Queue-Sync with CouchDB-ish Backend
- Chris Karlof, Brian Warner, July 2013
Each datatype (bookmarks, saved-passwords, open-tabs, etc) is managed by an instance of a Provider. This component is responsible for handling the native datastore (places.db, etc), preparing and parsing the published representation (a JSON object, with key and revision id), and managing/merging conflicts.
Each datatype also has an associated Mediator instance. This component behaves the same way for all datatypes, the main exception being whether it must handle inter-row dependencies or not (the algorithm is simpler if not). The Mediator is responsible for calculating revision ids, encryption/decryption, batching records for transmission to the server, deciding when upstream records have been successfully delivered or rejected because of a lost race, and delivering conflict/merge information to the Provider. The Mediator manages the network connection to the Storage Server.
The Mediator manages several queues. The "unsent queue" contains changes that have landed in the native dataset, but have not yet been sent to the storage server. Changes may linger here to improve network efficiency (the Nagle algorithm), to avoid splitting up atomic sets (multiple changes that must be delivered in a group), or because the storage server is not currently available.
The "sent queue" contains changes that have been sent to the storage server, but which have not yet been acknowledged. The "downstream queue" accumulates records that must be applied in an atomic batch. Downstream records are applied as soon as possible: they are not delayed for efficiency purposes like upstream records.

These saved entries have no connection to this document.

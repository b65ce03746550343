//! Application Config
//!
//! Endpoints and map settings, fixed at build time.
//! Override the endpoints with `ECOLETA_API_URL` / `ECOLETA_IBGE_URL`
//! when running `trunk build`.

use percent_encoding::{utf8_percent_encode, NON_ALPHANUMERIC};

use crate::models::{Coordinate, DEFAULT_POSITION};

const DEFAULT_API_URL: &str = "http://localhost:3333";
const DEFAULT_IBGE_URL: &str = "https://servicodados.ibge.gov.br/api/v1";
const DEFAULT_TILE_URL: &str = "https://{s}.tile.openstreetmap.org/{z}/{x}/{y}.png";
const TILE_ATTRIBUTION: &str =
    "&copy; <a href=\"http://osm.org/copyright\">OpenStreetMap</a> contributors";

#[derive(Debug, Clone, PartialEq)]
pub struct AppConfig {
    /// Ecoleta backend (items, points)
    pub api_base_url: String,
    /// IBGE localidades API
    pub ibge_base_url: String,
    pub tile_url: String,
    pub tile_attribution: String,
    pub map_zoom: f64,
    pub default_position: Coordinate,
    /// Records kept by the in-memory logger
    pub log_capacity: usize,
}

impl Default for AppConfig {
    fn default() -> Self {
        Self::new(DEFAULT_API_URL, DEFAULT_IBGE_URL)
    }
}

impl AppConfig {
    pub fn new(api_base_url: &str, ibge_base_url: &str) -> Self {
        Self {
            api_base_url: trim_base(api_base_url),
            ibge_base_url: trim_base(ibge_base_url),
            tile_url: DEFAULT_TILE_URL.to_string(),
            tile_attribution: TILE_ATTRIBUTION.to_string(),
            map_zoom: 15.0,
            default_position: DEFAULT_POSITION,
            log_capacity: 200,
        }
    }

    pub fn from_env() -> Self {
        Self::new(
            option_env!("ECOLETA_API_URL").unwrap_or(DEFAULT_API_URL),
            option_env!("ECOLETA_IBGE_URL").unwrap_or(DEFAULT_IBGE_URL),
        )
    }

    pub fn items_url(&self) -> String {
        format!("{}/items", self.api_base_url)
    }

    pub fn points_url(&self) -> String {
        format!("{}/points", self.api_base_url)
    }

    pub fn ufs_url(&self) -> String {
        format!("{}/localidades/estados", self.ibge_base_url)
    }

    pub fn cities_url(&self, uf: &str) -> String {
        format!(
            "{}/localidades/estados/{}/municipios",
            self.ibge_base_url,
            utf8_percent_encode(uf, NON_ALPHANUMERIC)
        )
    }
}

fn trim_base(url: &str) -> String {
    url.trim().trim_end_matches('/').to_string()
}

#[cfg(test)]
mod tests {
    use super::*;

    #[test]
    fn test_default_urls() {
        let config = AppConfig::default();
        assert_eq!(config.items_url(), "http://localhost:3333/items");
        assert_eq!(config.points_url(), "http://localhost:3333/points");
        assert_eq!(
            config.ufs_url(),
            "https://servicodados.ibge.gov.br/api/v1/localidades/estados"
        );
        assert_eq!(
            config.cities_url("SP"),
            "https://servicodados.ibge.gov.br/api/v1/localidades/estados/SP/municipios"
        );
    }

    #[test]
    fn test_trailing_slash_trimmed() {
        let config = AppConfig::new("https://api.example.org/", "https://ibge.example.org//");
        assert_eq!(config.items_url(), "https://api.example.org/items");
        assert_eq!(config.ufs_url(), "https://ibge.example.org/localidades/estados");
    }

    #[test]
    fn test_city_segment_encoded() {
        let config = AppConfig::default();
        assert!(config.cities_url("S/P").ends_with("/estados/S%2FP/municipios"));
    }

    #[test]
    fn test_defaults() {
        let config = AppConfig::default();
        assert_eq!(config.map_zoom, 15.0);
        assert_eq!(config.default_position, DEFAULT_POSITION);
    }
}
//! Point Endpoints
//!
//! Multipart creation of a collection point.

use gloo_net::http::Request;
use web_sys::{Blob, BlobPropertyBag, FormData};

use crate::config::AppConfig;
use crate::error::FetchError;
use crate::models::{PointSubmission, UploadedFile};

/// POST the point. Only the status is looked at; the body is ignored.
pub async fn create_point(config: &AppConfig, submission: &PointSubmission) -> Result<(), FetchError> {
    let url = config.points_url();
    let form = to_form_data(submission)?;

    // No explicit Content-Type: the browser adds the multipart boundary
    let response = Request::post(&url)
        .body(form)
        .map_err(|e| FetchError::Network(e.to_string()))?
        .send()
        .await
        .map_err(|e| FetchError::Network(e.to_string()))?;

    if !response.ok() {
        return Err(FetchError::Status {
            status: response.status(),
            url,
        });
    }
    Ok(())
}

fn to_form_data(submission: &PointSubmission) -> Result<FormData, FetchError> {
    let form = FormData::new().map_err(FetchError::browser)?;
    for (name, value) in &submission.fields {
        form.append_with_str(name, value).map_err(FetchError::browser)?;
    }
    if let Some(image) = &submission.image {
        let blob = to_blob(image)?;
        form.append_with_blob_and_filename("image", &blob, &image.name)
            .map_err(FetchError::browser)?;
    }
    Ok(form)
}

fn to_blob(file: &UploadedFile) -> Result<Blob, FetchError> {
    let bytes = js_sys::Uint8Array::from(file.bytes.as_slice());
    let parts = js_sys::Array::of1(&bytes);
    let options = BlobPropertyBag::new();
    options.set_type(&file.content_type);
    Blob::new_with_u8_array_sequence_and_options(&parts, &options).map_err(FetchError::browser)
}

The Provider can store its data in whatever format it likes. When these records are delivered to (or accepted from) the Mediator, they should be in a particular format. This format includes a key, a content-revision, a parent content-revision, and the data itself.
The "content-revision" is a unique description of the content of the record, created by the Provider. It can either be a sequence number combined with a randomly-generated string, or a hash of the record contents. The content-revision should not repeat if the record is returned to an earlier state: including the parent content-revision in the hash is a simple way to obtain this property. Two different records with the same data, for different keys, should have different content-revisions: including the key in the hash provides this.
The "parent content-revision" is used to keep track of record parentage. The first version for any given key uses an empty parent-content-revision. Subsequent versions are derived from, or at least with knowledge of, an earlier version: the earlier version's content-revision is used as the parent-content-revision of the new record. This is used by the Mediator to detect conflicts when the record is sent to the server.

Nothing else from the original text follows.